Why Do They Do It? How to Answer the Question

Have you ever had an experience like this: You are talking with a non-Muslim friend about current affairs and the conversation turns to the latest foiled terror plot. With a look in their eyes that says, “Hey, you’re a Muslim, you must understand what these guys are up to,” they ask you, “What is it all about? Why do they do it?”

What are you supposed to tell them?

On the face of it, the question couldn’t be any more reasonable. What, indeed, drives a 30-year-old man from Bridgeport, Conn., to make four improvised bombs out of alarm clocks, gasoline, firecrackers, a pressure cooker and 250 pounds of fertilizer in plastic bags? What makes Faisal Shahzad put all this into the back of a car, park it on Broadway and hope it explodes, killing and injuring as many of his fellow Americans as possible?

And of course, it’s not just him. What motivated Nidal Hasan, a United States Army psychiatrist, to kill 13 people at Fort Hood, Texas, or Umar Farouk Abdulmutallab, the young Nigerian student responsible for the Christmas Day bomb attempt of an airliner, or John Walker Lindh, the man known as the “American Taliban?”

Why do they do it? What do you say? I think the best way to answer – to explain one world to the other, to contextualize something so evil and to generally try to make someone who doesn’t know about Islam understand – is by offering a bit of background on the intellectual roots of terror and the sociological reasons why someone would turn to terrorism.

Intellectual Roots

Firstly, I think it’s important to contextualize and explain that, unlike the Islam portrayed in the media, mainstream Islam isn’t about politics. It’s about ethics. Like other mainstream religions, its core values are mercy, compassion, peace and honoring the sanctity of life.

But like most mainstream religions, it has its strands, schisms and sects. Christianity, by way of comparison, includes Orthodox Christianity, Catholicism, Protestantism, and each has its own sub-denominations. Islam is much the same. Moreover, with 1.3 billion Muslims on the planet, there is no single overarching authority.

One of the consequences of this, one might explain, is that if somebody who looks the part claims to be speaking or acting for Islam, there is no single authority to stand up and say that Islam rejects what he or she says.

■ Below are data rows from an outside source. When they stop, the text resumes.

//! Oracle configuration.
//!
//! Configuration is divided into:
//! - Codec: bech32 prefixes used to parse and render addresses
//! - Governance: the authority allowed to change denoms and params
//! - Initial state: params and required denoms written on first start

use serde::{Deserialize, Serialize};
use std::path::Path;

use crate::core::address::{AccAddress, AddressCodec};
use crate::core::params::Params;
use crate::error::{Error, Result};
use crate::utils::validation::validate_denom;

// ═══════════════════════════════════════════════════════════════════════════════
// ORACLE CONFIGURATION
// ═══════════════════════════════════════════════════════════════════════════════

/// Complete oracle configuration
#[derive(Debug, Clone, PartialEq, Eq, Serialize, Deserialize)]
pub struct OracleConfig {
    /// Address prefixes
    pub codec: AddressCodec,
    /// Bech32 account address of the governance authority
    pub authority: String,
    /// Params written when the store is empty
    pub params: Params,
    /// Required denoms written when the store is empty
    pub required_denoms: Vec<String>,
}

impl Default for OracleConfig {
    fn default() -> Self {
        let codec = AddressCodec::default();
        Self {
            authority: default_authority(&codec),
            codec,
            params: Params::default(),
            required_denoms: vec!["BTC".into(), "ETH".into()],
        }
    }
}

/// Module account derived authority: truncated hash of the module name
fn default_authority(codec: &AddressCodec) -> String {
    let bytes = crate::utils::crypto::sha256_truncated(b"gov");
    AccAddress::from_bytes(&bytes)
        .and_then(|addr| codec.encode_account(&addr))
        .unwrap_or_default()
}

impl OracleConfig {
    /// Configuration for local networks (short periods)
    pub fn testnet() -> Self {
        Self {
            params: Params::testnet(),
            ..Default::default()
        }
    }

    /// Load from a JSON file
    pub fn load(path: &Path) -> Result<Self> {
        let content = std::fs::read_to_string(path)
            .map_err(|e| Error::Config(format!("Failed to read {}: {}", path.display(), e)))?;

        serde_json::from_str(&content)
            .map_err(|e| Error::Config(format!("Failed to parse {}: {}", path.display(), e)))
    }

    /// Save to a JSON file
    pub fn save(&self, path: &Path) -> Result<()> {
        let content = serde_json::to_string_pretty(self)
            .map_err(|e| Error::Serialization(e.to_string()))?;

        if let Some(parent) = path.parent() {
            std::fs::create_dir_all(parent).map_err(|e| Error::Config(e.to_string()))?;
        }

        std::fs::write(path, content).map_err(|e| Error::Config(e.to_string()))
    }

    /// Apply `RATE_ORACLE_*` environment overrides
    pub fn with_env_overrides(mut self) -> Self {
        if let Ok(prefix) = std::env::var("RATE_ORACLE_ACCOUNT_PREFIX") {
            self.codec.account_prefix = prefix;
        }

        if let Ok(prefix) = std::env::var("RATE_ORACLE_VALIDATOR_PREFIX") {
            self.codec.validator_prefix = prefix;
        }

        if let Ok(authority) = std::env::var("RATE_ORACLE_AUTHORITY") {
            self.authority = authority;
        }

        if let Ok(period) = std::env::var("RATE_ORACLE_VOTE_PERIOD") {
            if let Ok(blocks) = period.parse() {
                self.params.vote_period = blocks;
            }
        }

        if let Ok(denoms) = std::env::var("RATE_ORACLE_REQUIRED_DENOMS") {
            self.required_denoms = denoms
                .split(',')
                .map(|d| d.trim().to_string())
                .filter(|d| !d.is_empty())
                .collect();
        }

        self
    }

    /// Default configuration with environment overrides applied
    pub fn from_env() -> Self {
        Self::default().with_env_overrides()
    }

    /// Parsed governance authority
    pub fn authority_address(&self) -> Result<AccAddress> {
        self.codec
            .parse_account(&self.authority)
            .map_err(|e| Error::address("authority", e))
    }

    /// Validate configuration
    pub fn validate(&self) -> Result<()> {
        self.codec
            .validate()
            .map_err(|e| Error::Config(format!("invalid address prefix: {}", e)))?;
        self.authority_address()?;
        self.params.validate()?;
        for denom in &self.required_denoms {
            validate_denom(denom)?;
        }
        Ok(())
    }
}

#[cfg(test)]
mod tests {
    use super::*;

    #[test]
    fn test_default_config_valid() {
        let config = OracleConfig::default();
        assert!(config.validate().is_ok());
        assert!(config.authority.starts_with("oracle1"));
    }

    #[test]
    fn test_save_and_load() {
        let dir = tempfile::tempdir().unwrap();
        let path = dir.path().join("nested").join("oracle.json");

        let mut config = OracleConfig::testnet();
        config.required_denoms = vec!["ATOM".into()];
        config.save(&path).unwrap();

        let loaded = OracleConfig::load(&path).unwrap();
        assert_eq!(loaded, config);
    }

    #[test]
    fn test_load_missing_file() {
        let dir = tempfile::tempdir().unwrap();
        let result = OracleConfig::load(&dir.path().join("missing.json"));
        assert!(matches!(result, Err(Error::Config(_))));
    }

    #[test]
    fn test_invalid_denom_rejected() {
        let mut config = OracleConfig::default();
        config.required_denoms.push("1X".into());
        assert!(config.validate().is_err());
    }

    #[test]
    fn test_invalid_authority_rejected() {
        let mut config = OracleConfig::default();
        config.authority = "cosmos1qqqq".into();
        assert!(matches!(
            config.validate(),
            Err(Error::InvalidAddress { field: "authority", .. })
        ));
    }
}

It is similar to a so-called pastor, such as Terry Jones, who claims a Christian mandate to burn the Qur’an, or a Jew such as Yigal Amir who believes that he is acting in the name of Judaism by killing Yitzhak Rabin. They are wrong, but there is no unified authority to say so in the name of the religion, or who can stop their co-religionists from believing that they are right.

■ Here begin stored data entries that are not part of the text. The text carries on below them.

//! Core types and collaborator interfaces.
//!
//! - Addresses and their bech32 codec
//! - Oracle parameters
//! - Configuration
//! - Stake weight lookup

pub mod address;
pub mod config;
pub mod params;
pub mod staking;

pub use address::{AccAddress, AddressCodec, AddressParseError, ValAddress};
pub use config::OracleConfig;
pub use params::{MedianTieBreak, Params};
pub use staking::{StakingView, StaticStakingView};
//! Stake weight lookup.
//!
//! Validator staking state is owned by the host ledger; the oracle only
//! needs to know who is bonded and with how much power.

use std::collections::BTreeMap;

use crate::core::address::ValAddress;

/// Read access to the bonded validator set
pub trait StakingView {
    /// Power of a bonded validator, `None` if unknown or not bonded
    fn validator_power(&self, validator: &ValAddress) -> Option<u64>;

    /// All bonded validators with their power, ordered by address
    fn bonded_validators(&self) -> BTreeMap<ValAddress, u64>;

    /// Whether the validator is bonded
    fn is_bonded(&self, validator: &ValAddress) -> bool {
        self.validator_power(validator).is_some()
    }

    /// Sum of all bonded power
    fn total_bonded_power(&self) -> u128 {
        self.bonded_validators().values().map(|p| *p as u128).sum()
    }
}

/// Fixed validator set, for tests and single-process simulations
#[derive(Debug, Clone, Default)]
pub struct StaticStakingView {
    powers: BTreeMap<ValAddress, u64>,
}

impl StaticStakingView {
    /// Create an empty validator set
    pub fn new() -> Self {
        Self::default()
    }

    /// Builder-style validator registration
    pub fn with_validator(mut self, validator: ValAddress, power: u64) -> Self {
        self.set_power(validator, power);
        self
    }

    /// Bond a validator or change its power; zero power unbonds it
    pub fn set_power(&mut self, validator: ValAddress, power: u64) {
        if power == 0 {
            self.powers.remove(&validator);
        } else {
            self.powers.insert(validator, power);
        }
    }

    /// Unbond a validator
    pub fn remove(&mut self, validator: &ValAddress) {
        self.powers.remove(validator);
    }
}

impl StakingView for StaticStakingView {
    fn validator_power(&self, validator: &ValAddress) -> Option<u64> {
        self.powers.get(validator).copied()
    }

    fn bonded_validators(&self) -> BTreeMap<ValAddress, u64> {
        self.powers.clone()
    }
}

The situation is exacerbated by a sensationalist media that has an inherent pro-conflict bias. In that media environment, religious incitement and radicals make headlines in a way that spiritual or mystical religious figures could only dream of. That, in turn, feeds negative images of Muslims to the public, who become all too ready to believe the worst about Islam and Muslims, which then feeds resentment and Islamophobia, one of the prime sociological conditions for radicalization.

Although the vast majority of Muslims around the world believe that Islam is about personal ethics, prayer, charity, the ahadith (sayings of the Prophet Muhammad, peace be upon him), fasting during Ramadan and the Hajj, rogue offshoots can develop and claim that Islam is about something else. They can be contradicted, but no one can make them listen.

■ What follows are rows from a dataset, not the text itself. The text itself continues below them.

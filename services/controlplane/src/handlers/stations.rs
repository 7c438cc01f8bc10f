//! Station operations.
use crate::core::Core;
use crate::error::{OpsError, OpsResult};
use crate::handlers::{audit, consumers, factories, producers, tags};
use crate::model::{
    EntityId, RetentionPolicy, SchemaBinding, Station, StationDetails, StorageType, TagEntityKind,
    UserType,
};
use crate::store::SortOrder;
use crate::validation::validate_object_name;
use chrono::Utc;

/// Full configuration accepted by the explicit create path.
#[derive(Debug, Clone)]
pub struct StationSpec {
    pub name: String,
    pub factory_name: String,
    pub retention: RetentionPolicy,
    pub storage_type: StorageType,
    pub replicas: u32,
    pub dedup_window_ms: u64,
}

pub async fn create_station(core: &Core, spec: StationSpec, username: &str) -> OpsResult<Station> {
    let name = spec.name.to_lowercase();
    validate_object_name(&name, "Station")?;
    if spec.replicas == 0 {
        return Err(OpsError::Validation(
            "Station replicas must be at least 1".to_string(),
        ));
    }
    let factory = factories::get_factory_by_name(core, &spec.factory_name)
        .await?
        .ok_or_else(|| OpsError::NotFound("Factory does not exist".to_string()))?;

    let station = Station {
        id: EntityId::generate(),
        name: name.clone(),
        factory_id: factory.id,
        retention: spec.retention,
        storage_type: spec.storage_type,
        replicas: spec.replicas,
        dedup_window_ms: spec.dedup_window_ms,
        created_by_user: username.to_string(),
        creation_date: Utc::now(),
        is_deleted: false,
        schema_binding: None,
    };
    let inserted = core
        .db
        .stations
        .upsert_set_on_insert(
            |row| row.name == name && !row.is_deleted,
            station.clone(),
        )
        .await?;
    if !inserted {
        return Err(OpsError::Conflict(
            "Station with that name already exists".to_string(),
        ));
    }

    let message = format!("Station {name} has been created");
    tracing::info!("{message}");
    audit::record(core, &name, &message, username, UserType::for_username(username)).await;
    core.record_analytics("stations_created_total");
    Ok(station)
}

/// Create a station with the process-wide default configuration. Used by the
/// producer/consumer path when the named station does not exist yet.
///
/// Returns the station and whether this call created it; concurrent callers
/// race on the upsert and all read the winner's row.
pub async fn create_default_station(
    core: &Core,
    name: &str,
    username: &str,
) -> OpsResult<(Station, bool)> {
    let name = name.to_lowercase();
    validate_object_name(&name, "Station")?;
    let defaults = &core.config.default_station;
    let factory = factories::ensure_factory(core, &defaults.factory_name, username).await?;

    let station = Station {
        id: EntityId::generate(),
        name: name.clone(),
        factory_id: factory.id,
        retention: defaults.retention,
        storage_type: defaults.storage_type,
        replicas: defaults.replicas,
        dedup_window_ms: defaults.dedup_window_ms,
        created_by_user: username.to_string(),
        creation_date: Utc::now(),
        is_deleted: false,
        schema_binding: None,
    };
    let inserted = core
        .db
        .stations
        .upsert_set_on_insert(
            |row| row.name == name && !row.is_deleted,
            station.clone(),
        )
        .await?;
    if inserted {
        return Ok((station, true));
    }
    let existing = core
        .db
        .stations
        .find_one(|row| row.name == name && !row.is_deleted)
        .await?
        .ok_or_else(|| OpsError::NotFound("Station does not exist".to_string()))?;
    Ok((existing, false))
}

pub async fn get_station_by_name(core: &Core, name: &str) -> OpsResult<Option<Station>> {
    let name = name.to_lowercase();
    Ok(core
        .db
        .stations
        .find_one(|row| row.name == name && !row.is_deleted)
        .await?)
}

pub async fn get_all_stations(core: &Core) -> OpsResult<Vec<Station>> {
    Ok(core
        .db
        .stations
        .find_many_sorted(
            |row| !row.is_deleted,
            |row| row.creation_date,
            SortOrder::Descending,
        )
        .await?)
}

pub async fn get_stations_by_factory(core: &Core, factory_name: &str) -> OpsResult<Vec<Station>> {
    let factory = factories::get_factory_by_name(core, factory_name)
        .await?
        .ok_or_else(|| OpsError::NotFound("Factory does not exist".to_string()))?;
    Ok(core
        .db
        .stations
        .find_many_sorted(
            |row| row.factory_id == factory.id && !row.is_deleted,
            |row| row.creation_date,
            SortOrder::Descending,
        )
        .await?)
}

pub async fn get_station_details(core: &Core, name: &str) -> OpsResult<StationDetails> {
    let station = get_station_by_name(core, name)
        .await?
        .ok_or_else(|| OpsError::NotFound("Station does not exist".to_string()))?;
    let station_producers = producers::get_extended_by_station(core, &station).await?;
    let station_consumers = consumers::get_extended_by_station(core, &station).await?;
    let station_tags = tags::get_tags_by_entity(core, TagEntityKind::Station, &station.id).await?;
    Ok(StationDetails {
        station,
        producers: station_producers,
        consumers: station_consumers,
        tags: station_tags,
    })
}

/// Bind a station to one version of a named schema. Both the schema and the
/// version must exist.
pub async fn attach_schema(
    core: &Core,
    station_name: &str,
    schema_name: &str,
    version_number: u32,
    username: &str,
) -> OpsResult<()> {
    let station = get_station_by_name(core, station_name)
        .await?
        .ok_or_else(|| OpsError::NotFound("Station does not exist".to_string()))?;
    let schema_name = schema_name.to_lowercase();
    let schema = core
        .db
        .schemas
        .find_one(|row| row.name == schema_name)
        .await?
        .ok_or_else(|| OpsError::NotFound("Schema does not exist".to_string()))?;
    let version = core
        .db
        .schema_versions
        .find_one(|row| row.schema_id == schema.id && row.version_number == version_number)
        .await?
        .ok_or_else(|| OpsError::NotFound("Schema version does not exist".to_string()))?;

    let binding = SchemaBinding {
        schema_name: schema.name.clone(),
        version_number: version.version_number,
    };
    core.db
        .stations
        .update_one(
            |row| row.id == station.id,
            |row| row.schema_binding = Some(binding.clone()),
        )
        .await?;

    let message = format!(
        "Schema {} version {} has been attached to station {}",
        schema.name, version.version_number, station.name
    );
    tracing::info!("{message}");
    audit::record(
        core,
        &station.name,
        &message,
        username,
        UserType::for_username(username),
    )
    .await;
    Ok(())
}

pub async fn detach_schema(core: &Core, station_name: &str, username: &str) -> OpsResult<()> {
    let station = get_station_by_name(core, station_name)
        .await?
        .ok_or_else(|| OpsError::NotFound("Station does not exist".to_string()))?;
    core.db
        .stations
        .update_one(|row| row.id == station.id, |row| row.schema_binding = None)
        .await?;

    let message = format!("Schema has been detached from station {}", station.name);
    tracing::info!("{message}");
    audit::record(
        core,
        &station.name,
        &message,
        username,
        UserType::for_username(username),
    )
    .await;
    Ok(())
}

/// Soft-delete a station; the row is retained for audit history.
pub async fn remove_station(core: &Core, name: &str, username: &str) -> OpsResult<()> {
    let station = get_station_by_name(core, name)
        .await?
        .ok_or_else(|| OpsError::NotFound("Station does not exist".to_string()))?;
    core.db
        .stations
        .update_one(|row| row.id == station.id, |row| row.is_deleted = true)
        .await?;

    let message = format!("Station {} has been deleted", station.name);
    tracing::info!("{message}");
    audit::record(
        core,
        &station.name,
        &message,
        username,
        UserType::for_username(username),
    )
    .await;
    Ok(())
}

That is what has happened with Jihadism. Over the past few decades, particularly in Saudi Arabia, its development was provoked by what adherents regard as the infidel presence of non-Muslim troops in Saudi territory, and bolstered by erroneous but widely believed interpretations of certain Islamic medieval texts. It is characterized by a call for violent action against Muslim leaders and foreign occupying forces, a sanctioning of martyrdom operations, and a deeply un- Islamic encouragement of violence against civilians.

This strand of Islam is attractive to demagogues seeking a following. With the rise of the Internet, anyone can don religious garb, claim themselves as a “scholar,” distribute messages of incitement and hate, and call them sermons. An example of a “Muslim scholar” – who is accused of radicalizing the aforementioned U.S. Army psychiatrist, the Christmas Day bomber or the “American Taliban” – is Anwar al-Awlaki. He is, in fact, not a Muslim scholar nor does he claim to have any qualifications from an Islamic seat of learning.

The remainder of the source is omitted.